Looking for Dangerous Email Attachments
John M. Haddad
Every day we hear of computers becoming infected with computer viruses because we simply trust every email, especially from our friends, family and co-workers. Our guard easily gets let down and we click an attachment without giving it a second thought.
Emails can be dangerous. Reading the contents of an email should be safe if you have the latest security patches, but email attachments can be harmful. Any type of file can be attached to an email, including .exe program files. Many email servers will perform virus scanning and remove potentially dangerous attachments, but you can’t rely on this. Look for the common warning signs so you can avoid viruses, worms, and Trojans .
Dangerous File Extensions
The easiest way to identify whether a file is dangerous is by its file extension, which tells you the type of file it is. For example, a file with the .exe file extension is a Windows program and should not be opened. Many email services will block such attachments .
However, .exe isn’t the only type of dangerous file extension. Other potentially dangerous file extensions that can run code include: .msi, .bat, .com, .cmd, .hta, .scr, .pif, .reg, .js, .vbs, .wsf, .cpl, .jar and more. This is not an exhaustive list — there are many different file extensions in Windows that will run code on your computer when executed.
Office files with macros are also potentially dangerous. If an Office document extension ends with an “m”, it can — and probably does — contain macros. For example, while .docx, .xlsx, and .pptx should be safe, extensions such as .docm, .xlsm, and .pptm can contain macros and can be harmful. Of course, some businesses use macro-enabled documents, so you have to exercise your own judgment.
In general, you should only open files with attachments that you know are safe. For example, .jpg and .png are image files and should be safe. .pdf, .docx, .xlsx, and .pptx are document files and should also be safe. It is extremely important to have the latest security patches so malicious types of these files can’t infect you via security holes in Adobe Reader or Microsoft Office.
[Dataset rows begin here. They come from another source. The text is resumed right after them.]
//! Delegate / Explore sub-agent executors (spec §4.I): bounded tool-using
//! loops driven by the `cheap` role, sharing the parent's cancellation
//! fabric but never writing to the parent conversation and never recursing.
//!
//! Grounded on the teacher's `gateway/runtime/agent.rs` (`AgentContext`,
//! cancel-group registration, draining a child turn to a single result
//! string) generalized to the fixed step bounds and restricted tool subsets
//! spec §4.I names, trimming the teacher's richer per-agent workspace/
//! skills/model-override scoping down to what the spec actually uses.

use serde::Serialize;

use warden_domain::tool::{self, ToolChoice};
use warden_providers::{ChatRequest, LlmRouter, ROLE_CHEAP};

use crate::cancel::CancelToken;
use crate::tools::{ToolContext, ToolRegistry};

#[derive(Debug, Clone, Copy, PartialEq, Eq, Serialize)]
#[serde(rename_all = "snake_case")]
pub enum SubagentStatus {
    Success,
    Error,
    Timeout,
}

#[derive(Debug, Clone, Serialize)]
pub struct SubagentResult {
    pub status: SubagentStatus,
    pub output: String,
    pub steps: u32,
    #[serde(skip_serializing_if = "Option::is_none")]
    pub error: Option<String>,
}

#[derive(Debug, Clone, Copy, PartialEq, Eq)]
pub enum SubagentKind {
    Delegate,
    Explore,
}

impl SubagentKind {
    fn max_steps(self) -> u32 {
        match self {
            SubagentKind::Delegate => 10,
            SubagentKind::Explore => 15,
        }
    }

    fn system_prompt(self) -> &'static str {
        match self {
            SubagentKind::Delegate => {
                "You are a delegate sub-agent executing one bounded task on behalf of a parent \
                 agent. You do not have access to delegate_task yourself. Work the task to \
                 completion or report why you cannot, then stop calling tools and reply with a \
                 single summary of what you did or found."
            }
            SubagentKind::Explore => {
                "You are a read-only explore sub-agent. You may only read files, list \
                 directories, search text, and recall prior chat context — you cannot write, \
                 execute, or delegate. Investigate the task, then stop calling tools and reply \
                 with a single summary of what you found."
            }
        }
    }

    /// Tool names visible to this sub-agent kind (spec §4.I: delegate omits
    /// the delegate tool; explore is restricted to read-only tools).
    pub fn allowed_tools(self) -> &'static [&'static str] {
        match self {
            SubagentKind::Delegate => &[
                "read_file",
                "write_file",
                "list_dir",
                "search_in_files",
                "recall_from_chat",
                "shell",
                "explore_task",
            ],
            SubagentKind::Explore => &["read_file", "list_dir", "search_in_files", "recall_from_chat"],
        }
    }
}

/// Runs one bounded sub-agent loop to completion. Shares the tool-dispatch
/// protocol with the main loop, but has no loop detection (the step bound
/// is the safety net) and persists nothing to the parent's conversation.
pub async fn run_subagent(
    kind: SubagentKind,
    task: &str,
    router: &LlmRouter,
    tools: &ToolRegistry,
    cancel: &CancelToken,
) -> SubagentResult {
    let mut history = vec![
        tool::Message::system(kind.system_prompt()),
        tool::Message::user(task),
    ];

    let ctx = ToolContext {
        cancel: cancel.clone(),
        ..Default::default()
    };

    for step in 1..=kind.max_steps() {
        if cancel.is_cancelled() {
            return SubagentResult {
                status: SubagentStatus::Error,
                output: String::new(),
                steps: step - 1,
                error: Some("cancelled".into()),
            };
        }

        let defs = tools.specs_for(kind.allowed_tools());
        let req = ChatRequest {
            messages: history.clone(),
            tools: defs,
            tool_choice: ToolChoice::Auto,
            max_tokens: Some(8 * 1024),
            component: match kind {
                SubagentKind::Delegate => "delegate".into(),
                SubagentKind::Explore => "explore".into(),
            },
            ..Default::default()
        };

        let resp = match router.chat_for_role(ROLE_CHEAP, req, None).await {
            Ok(r) => r,
            Err(e) => {
                return SubagentResult {
                    status: SubagentStatus::Error,
                    output: String::new(),
                    steps: step,
                    error: Some(e.to_string()),
                }
            }
        };

        if resp.tool_calls.is_empty() {
            let output = resp.content.unwrap_or_default();
            return SubagentResult {
                status: SubagentStatus::Success,
                output,
                steps: step,
                error: None,
            };
        }

        let assistant_msg = tool::Message {
            role: tool::Role::Assistant,
            content: tool::MessageContent::Parts(
                resp.tool_calls
                    .iter()
                    .map(|c| tool::ContentPart::ToolUse {
                        id: c.call_id.clone(),
                        name: c.tool_name.clone(),
                        input: c.arguments.clone(),
                    })
                    .collect(),
            ),
            thinking: resp.thinking,
            thinking_signature: resp.thinking_signature,
        };
        history.push(assistant_msg);

        for call in &resp.tool_calls {
            if cancel.is_cancelled() {
                return SubagentResult {
                    status: SubagentStatus::Error,
                    output: String::new(),
                    steps: step,
                    error: Some("cancelled".into()),
                };
            }
            let result = tools.call(&call.tool_name, call.arguments.clone(), &ctx).await;
            let (content, is_error) = match result {
                Ok(v) => (v.to_string(), false),
                Err(e) => (e.to_string(), true),
            };
            let mut msg = tool::Message::tool_result(&call.call_id, content);
            if is_error {
                if let tool::MessageContent::Parts(parts) = &mut msg.content {
                    if let Some(tool::ContentPart::ToolResult { is_error, .. }) = parts.get_mut(0) {
                        *is_error = true;
                    }
                }
            }
            history.push(msg);
        }
    }

    SubagentResult {
        status: SubagentStatus::Timeout,
        output: String::new(),
        steps: kind.max_steps(),
        error: Some(format!("step bound ({}) reached", kind.max_steps())),
    }
}

#[cfg(test)]
mod tests {
    use super::*;

    #[test]
    fn delegate_cannot_see_delegate_task() {
        assert!(!SubagentKind::Delegate.allowed_tools().contains(&"delegate_task"));
    }

    #[test]
    fn explore_is_read_only() {
        let tools = SubagentKind::Explore.allowed_tools();
        assert!(!tools.contains(&"write_file"));
        assert!(!tools.contains(&"shell"));
        assert!(tools.contains(&"read_file"));
    }

    #[test]
    fn step_bounds_match_spec() {
        assert_eq!(SubagentKind::Delegate.max_steps(), 10);
        assert_eq!(SubagentKind::Explore.max_steps(), 15);
    }
}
Pay attention to the Sender
Looking at who an email was sent by can help you identify whether an email attachment is malicious or not. Beware: an attachment can be malicious even if you know the sender! If they’ve become infected, a malware program may send you emails from their email address, disguised as emails they’d send.
If you’re not sure whether someone sent you a suspicious-looking email attachment, you may want to give them a phone call or ask them in person. If they didn’t send the attachment, they’ll appreciate the warning that their computer is infected or their email address has been hijacked.
Look at the Email Itself
The email’s contents can also offer clues. If you get an email from someone you know and something seems a bit off, it may be written by malware or a hijacker. Such emails could also be phishing emails without any dangerous attachments — for example, if you get an email from someone you know saying they’re trapped and need you to wire some money with Western Union , this could easily be a phishing scam .
If you get an email from FedEx or UPS and it asks you to download an email attachment and run it, that’s another red flag. Legitimate businesses will never ask you to download and run programs attached to an email.
Pay attention to Antivirus Alerts
If you are using a cloud-based webmail service like Gmail, Outlook.com, or Yahoo! Mail, your webmail service will automatically scan incoming attachments for malware and inform you if the attachments are dangerous. They typically do a great job of catching emails that even we can’t catch with the human eye. Of course, if you see a warning that an attachment is malicious, you should not download it! The text of the email may ask you to ignore any problems and assure you that the attachment is actually fine, but this would likely be a trick.
If you are running a desktop antivirus program and it flags an email attachment as a potential virus, don’t ignore the warning and run it anyway. Trust that your antivirus program is doing it’s job. Of course, antivirus programs aren’t perfect. They’ll miss things occasionally, so you can’t only rely on your antivirus. An attachment could be dangerous even if no antivirus flags it.
In summary, be vigilant
When it comes to email attachments, you should exercise extreme caution and assume the worst. Don’t actually download or run an attachment unless you have a good reason to do so. If you’re not expecting an attachment, treat it with healthy suspicion. If it’s an image attachment, that’s probably okay. PDFs should be okay if you have the latest security patches, too. But if you’re not sure what something is, you shouldn’t run it.
Think twice before opening an attachment. Look at the sender, the wording of the email, the context of the message as it relates to the attachment and question everything. If you are not comfortable with opening the attachment, don’t.